Stored data START

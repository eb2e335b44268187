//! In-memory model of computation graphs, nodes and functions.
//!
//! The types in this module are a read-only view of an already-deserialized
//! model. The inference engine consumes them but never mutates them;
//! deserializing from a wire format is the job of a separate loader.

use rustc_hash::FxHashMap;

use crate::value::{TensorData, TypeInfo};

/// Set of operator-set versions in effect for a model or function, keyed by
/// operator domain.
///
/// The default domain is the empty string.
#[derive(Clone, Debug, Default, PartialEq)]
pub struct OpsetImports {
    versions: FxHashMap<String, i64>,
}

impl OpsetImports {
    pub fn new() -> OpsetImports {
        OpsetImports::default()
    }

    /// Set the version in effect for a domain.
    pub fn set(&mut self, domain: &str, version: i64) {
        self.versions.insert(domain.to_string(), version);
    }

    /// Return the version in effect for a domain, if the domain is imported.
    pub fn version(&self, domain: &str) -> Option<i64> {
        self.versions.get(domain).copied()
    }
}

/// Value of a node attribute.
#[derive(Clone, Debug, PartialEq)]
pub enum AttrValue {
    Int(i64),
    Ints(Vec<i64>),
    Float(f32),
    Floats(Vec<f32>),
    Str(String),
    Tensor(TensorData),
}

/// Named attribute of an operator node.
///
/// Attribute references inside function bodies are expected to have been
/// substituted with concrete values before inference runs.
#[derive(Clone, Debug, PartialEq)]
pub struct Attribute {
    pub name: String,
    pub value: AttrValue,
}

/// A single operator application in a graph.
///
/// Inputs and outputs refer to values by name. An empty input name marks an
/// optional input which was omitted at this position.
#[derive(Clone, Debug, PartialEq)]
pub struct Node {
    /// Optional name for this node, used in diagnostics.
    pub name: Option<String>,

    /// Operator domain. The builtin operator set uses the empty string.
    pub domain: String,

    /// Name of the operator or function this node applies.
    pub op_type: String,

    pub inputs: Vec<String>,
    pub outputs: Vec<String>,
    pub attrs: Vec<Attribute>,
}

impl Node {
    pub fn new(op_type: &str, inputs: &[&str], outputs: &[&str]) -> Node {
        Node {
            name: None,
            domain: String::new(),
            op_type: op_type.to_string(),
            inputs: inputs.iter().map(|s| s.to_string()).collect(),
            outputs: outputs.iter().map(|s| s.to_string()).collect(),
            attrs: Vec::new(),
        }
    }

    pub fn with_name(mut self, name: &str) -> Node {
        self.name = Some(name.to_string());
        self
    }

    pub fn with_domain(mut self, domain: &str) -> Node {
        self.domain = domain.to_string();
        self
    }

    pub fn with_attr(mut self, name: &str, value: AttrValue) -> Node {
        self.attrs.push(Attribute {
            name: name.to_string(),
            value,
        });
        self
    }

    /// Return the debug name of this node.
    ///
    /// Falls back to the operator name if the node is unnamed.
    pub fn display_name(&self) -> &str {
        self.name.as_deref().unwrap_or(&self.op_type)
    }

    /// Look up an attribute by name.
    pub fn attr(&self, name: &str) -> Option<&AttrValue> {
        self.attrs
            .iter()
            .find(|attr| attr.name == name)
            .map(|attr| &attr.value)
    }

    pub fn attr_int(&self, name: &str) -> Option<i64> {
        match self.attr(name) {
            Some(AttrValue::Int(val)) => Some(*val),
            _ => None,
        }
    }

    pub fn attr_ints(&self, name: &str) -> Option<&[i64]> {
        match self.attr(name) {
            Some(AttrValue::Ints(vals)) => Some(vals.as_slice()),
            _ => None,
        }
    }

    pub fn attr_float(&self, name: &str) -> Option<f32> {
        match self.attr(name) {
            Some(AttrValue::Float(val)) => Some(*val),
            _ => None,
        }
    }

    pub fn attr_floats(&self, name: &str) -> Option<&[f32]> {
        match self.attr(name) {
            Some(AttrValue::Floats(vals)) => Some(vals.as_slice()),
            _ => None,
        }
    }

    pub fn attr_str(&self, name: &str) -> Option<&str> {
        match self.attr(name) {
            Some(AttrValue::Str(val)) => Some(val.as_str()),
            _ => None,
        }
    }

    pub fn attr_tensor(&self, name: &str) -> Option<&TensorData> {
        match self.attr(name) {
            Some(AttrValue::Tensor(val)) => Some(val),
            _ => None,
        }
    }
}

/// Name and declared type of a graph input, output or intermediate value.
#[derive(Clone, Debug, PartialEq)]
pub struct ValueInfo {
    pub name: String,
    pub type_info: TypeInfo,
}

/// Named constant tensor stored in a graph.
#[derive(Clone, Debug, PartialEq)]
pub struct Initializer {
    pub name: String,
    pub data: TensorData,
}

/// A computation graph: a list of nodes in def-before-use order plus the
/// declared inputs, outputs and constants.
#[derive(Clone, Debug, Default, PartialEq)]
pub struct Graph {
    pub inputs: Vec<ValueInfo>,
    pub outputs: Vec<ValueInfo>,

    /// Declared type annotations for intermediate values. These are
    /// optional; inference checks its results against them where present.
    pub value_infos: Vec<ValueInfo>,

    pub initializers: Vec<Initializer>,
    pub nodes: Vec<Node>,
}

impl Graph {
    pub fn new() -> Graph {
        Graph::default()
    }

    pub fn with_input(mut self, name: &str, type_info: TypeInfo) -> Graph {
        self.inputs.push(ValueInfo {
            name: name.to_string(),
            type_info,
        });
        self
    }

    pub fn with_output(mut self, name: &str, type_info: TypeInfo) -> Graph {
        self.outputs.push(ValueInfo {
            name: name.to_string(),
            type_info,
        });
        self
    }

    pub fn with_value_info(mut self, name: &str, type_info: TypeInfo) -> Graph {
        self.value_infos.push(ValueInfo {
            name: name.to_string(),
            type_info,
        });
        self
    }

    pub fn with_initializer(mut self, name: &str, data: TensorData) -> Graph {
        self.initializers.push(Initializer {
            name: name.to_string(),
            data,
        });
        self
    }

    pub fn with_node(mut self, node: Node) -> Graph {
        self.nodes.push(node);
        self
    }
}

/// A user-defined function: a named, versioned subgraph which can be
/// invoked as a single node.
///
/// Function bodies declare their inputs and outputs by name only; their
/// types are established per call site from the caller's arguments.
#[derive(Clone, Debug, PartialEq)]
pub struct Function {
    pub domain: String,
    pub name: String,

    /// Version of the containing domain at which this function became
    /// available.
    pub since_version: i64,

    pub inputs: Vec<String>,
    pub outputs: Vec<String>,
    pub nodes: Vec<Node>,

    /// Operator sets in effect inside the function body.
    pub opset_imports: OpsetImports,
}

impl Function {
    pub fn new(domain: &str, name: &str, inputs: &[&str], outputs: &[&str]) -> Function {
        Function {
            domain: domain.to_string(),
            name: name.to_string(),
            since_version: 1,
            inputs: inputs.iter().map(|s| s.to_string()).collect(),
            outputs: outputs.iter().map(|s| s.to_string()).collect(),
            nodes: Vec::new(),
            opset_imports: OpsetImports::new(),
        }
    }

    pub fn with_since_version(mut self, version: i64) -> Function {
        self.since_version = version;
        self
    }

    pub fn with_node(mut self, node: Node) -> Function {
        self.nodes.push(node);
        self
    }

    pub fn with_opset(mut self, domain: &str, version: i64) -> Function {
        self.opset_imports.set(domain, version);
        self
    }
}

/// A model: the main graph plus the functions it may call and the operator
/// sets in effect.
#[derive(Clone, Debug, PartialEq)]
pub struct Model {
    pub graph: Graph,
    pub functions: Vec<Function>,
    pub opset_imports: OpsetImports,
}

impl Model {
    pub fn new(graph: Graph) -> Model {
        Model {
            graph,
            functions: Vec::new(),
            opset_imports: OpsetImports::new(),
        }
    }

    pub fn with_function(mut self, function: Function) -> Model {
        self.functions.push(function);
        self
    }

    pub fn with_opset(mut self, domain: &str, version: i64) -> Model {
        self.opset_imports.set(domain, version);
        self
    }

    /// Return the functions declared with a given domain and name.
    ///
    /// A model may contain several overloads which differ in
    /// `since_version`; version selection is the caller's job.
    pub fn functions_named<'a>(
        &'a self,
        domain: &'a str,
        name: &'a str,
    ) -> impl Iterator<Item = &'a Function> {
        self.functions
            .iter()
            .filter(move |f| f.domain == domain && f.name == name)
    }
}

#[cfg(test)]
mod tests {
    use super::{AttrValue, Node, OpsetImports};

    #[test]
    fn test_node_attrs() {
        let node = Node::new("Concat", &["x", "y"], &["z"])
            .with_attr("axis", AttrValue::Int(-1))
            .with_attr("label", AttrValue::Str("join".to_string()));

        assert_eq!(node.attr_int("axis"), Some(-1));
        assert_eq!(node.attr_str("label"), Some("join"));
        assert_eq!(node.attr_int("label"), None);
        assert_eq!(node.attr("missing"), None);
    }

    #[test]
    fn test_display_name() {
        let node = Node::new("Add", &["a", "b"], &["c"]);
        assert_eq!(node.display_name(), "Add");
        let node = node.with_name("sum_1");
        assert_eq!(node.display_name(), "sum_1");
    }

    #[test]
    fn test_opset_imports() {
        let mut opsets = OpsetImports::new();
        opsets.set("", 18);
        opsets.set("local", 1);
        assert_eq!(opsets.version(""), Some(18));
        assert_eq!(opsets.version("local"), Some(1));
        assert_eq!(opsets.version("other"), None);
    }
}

Stored data END
Stored data START

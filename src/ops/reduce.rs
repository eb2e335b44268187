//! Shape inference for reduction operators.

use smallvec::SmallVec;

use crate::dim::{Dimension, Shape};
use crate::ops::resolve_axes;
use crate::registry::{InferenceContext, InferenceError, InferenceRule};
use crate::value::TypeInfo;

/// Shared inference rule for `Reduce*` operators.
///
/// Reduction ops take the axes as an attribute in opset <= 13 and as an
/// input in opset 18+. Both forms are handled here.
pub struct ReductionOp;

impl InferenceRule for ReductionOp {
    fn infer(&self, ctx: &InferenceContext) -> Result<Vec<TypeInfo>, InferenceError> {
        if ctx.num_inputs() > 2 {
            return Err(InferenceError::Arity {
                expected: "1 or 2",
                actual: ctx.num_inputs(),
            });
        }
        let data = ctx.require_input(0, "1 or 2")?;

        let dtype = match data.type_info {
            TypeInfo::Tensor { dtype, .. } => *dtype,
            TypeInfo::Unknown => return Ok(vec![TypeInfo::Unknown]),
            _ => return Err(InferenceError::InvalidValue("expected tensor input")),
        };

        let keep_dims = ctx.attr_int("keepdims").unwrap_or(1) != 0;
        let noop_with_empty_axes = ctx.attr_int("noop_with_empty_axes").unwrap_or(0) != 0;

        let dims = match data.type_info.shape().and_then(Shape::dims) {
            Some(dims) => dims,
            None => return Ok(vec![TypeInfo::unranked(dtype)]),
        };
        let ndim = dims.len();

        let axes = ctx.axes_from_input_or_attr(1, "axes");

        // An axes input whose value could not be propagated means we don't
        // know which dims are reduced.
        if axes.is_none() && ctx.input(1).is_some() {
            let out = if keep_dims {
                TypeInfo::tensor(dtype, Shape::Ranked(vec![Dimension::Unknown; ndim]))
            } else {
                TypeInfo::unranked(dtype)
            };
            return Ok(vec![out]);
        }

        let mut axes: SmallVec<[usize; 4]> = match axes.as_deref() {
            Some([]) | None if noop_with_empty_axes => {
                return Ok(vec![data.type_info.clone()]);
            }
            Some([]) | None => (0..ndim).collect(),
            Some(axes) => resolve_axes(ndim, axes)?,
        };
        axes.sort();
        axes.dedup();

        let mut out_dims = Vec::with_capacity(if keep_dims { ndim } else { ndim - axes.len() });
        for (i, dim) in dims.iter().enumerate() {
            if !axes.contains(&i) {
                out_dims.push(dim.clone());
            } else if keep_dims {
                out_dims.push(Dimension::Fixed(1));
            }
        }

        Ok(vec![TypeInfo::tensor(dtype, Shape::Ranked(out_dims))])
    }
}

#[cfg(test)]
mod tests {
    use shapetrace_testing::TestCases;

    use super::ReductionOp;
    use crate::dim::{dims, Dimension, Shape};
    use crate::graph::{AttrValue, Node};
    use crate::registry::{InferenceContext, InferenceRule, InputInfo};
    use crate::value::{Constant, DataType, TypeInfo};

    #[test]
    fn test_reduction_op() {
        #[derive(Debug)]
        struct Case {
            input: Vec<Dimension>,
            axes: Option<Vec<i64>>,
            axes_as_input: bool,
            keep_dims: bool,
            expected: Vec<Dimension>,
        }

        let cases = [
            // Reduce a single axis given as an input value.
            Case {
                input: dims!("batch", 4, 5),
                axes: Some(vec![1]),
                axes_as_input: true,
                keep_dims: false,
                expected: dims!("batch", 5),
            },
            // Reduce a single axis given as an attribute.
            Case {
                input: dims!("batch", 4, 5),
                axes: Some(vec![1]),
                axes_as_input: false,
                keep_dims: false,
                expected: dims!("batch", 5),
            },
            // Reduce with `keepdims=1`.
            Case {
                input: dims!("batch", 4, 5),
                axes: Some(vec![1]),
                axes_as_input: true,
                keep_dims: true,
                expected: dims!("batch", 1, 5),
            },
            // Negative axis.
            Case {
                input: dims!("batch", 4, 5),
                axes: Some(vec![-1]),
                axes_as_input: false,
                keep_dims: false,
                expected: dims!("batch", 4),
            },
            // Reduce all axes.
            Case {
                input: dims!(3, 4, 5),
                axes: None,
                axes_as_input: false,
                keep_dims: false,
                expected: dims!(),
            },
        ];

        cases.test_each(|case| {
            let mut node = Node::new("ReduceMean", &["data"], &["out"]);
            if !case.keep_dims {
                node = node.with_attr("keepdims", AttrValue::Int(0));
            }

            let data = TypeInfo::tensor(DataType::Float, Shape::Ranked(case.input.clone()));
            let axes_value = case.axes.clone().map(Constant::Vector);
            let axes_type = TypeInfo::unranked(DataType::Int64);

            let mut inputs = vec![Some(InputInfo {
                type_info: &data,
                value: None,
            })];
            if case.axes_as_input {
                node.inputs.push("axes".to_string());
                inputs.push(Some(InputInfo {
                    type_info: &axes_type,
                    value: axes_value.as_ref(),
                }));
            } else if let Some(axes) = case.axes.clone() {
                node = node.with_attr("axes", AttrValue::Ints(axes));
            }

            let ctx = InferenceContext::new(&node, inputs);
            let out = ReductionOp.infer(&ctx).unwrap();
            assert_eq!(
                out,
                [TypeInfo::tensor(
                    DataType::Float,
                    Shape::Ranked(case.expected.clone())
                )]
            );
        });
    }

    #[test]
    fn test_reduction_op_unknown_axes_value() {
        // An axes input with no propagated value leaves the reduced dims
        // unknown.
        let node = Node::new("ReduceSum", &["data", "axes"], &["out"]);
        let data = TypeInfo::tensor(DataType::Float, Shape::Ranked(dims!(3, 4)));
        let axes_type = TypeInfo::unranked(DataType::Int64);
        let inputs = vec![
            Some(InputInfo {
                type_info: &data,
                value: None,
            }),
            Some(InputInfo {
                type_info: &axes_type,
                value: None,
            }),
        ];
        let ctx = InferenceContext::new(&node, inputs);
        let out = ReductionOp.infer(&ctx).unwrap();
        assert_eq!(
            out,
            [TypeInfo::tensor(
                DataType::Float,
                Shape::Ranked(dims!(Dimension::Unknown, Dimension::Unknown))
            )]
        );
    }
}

Stored data END

## Goal of the exercise
Where the string "label" appears in a line of the entries above, return that line.

## Written answer
            .with_attr("label", AttrValue::Str("join".to_string()));
        assert_eq!(node.attr_str("label"), Some("join"));
        assert_eq!(node.attr_int("label"), None);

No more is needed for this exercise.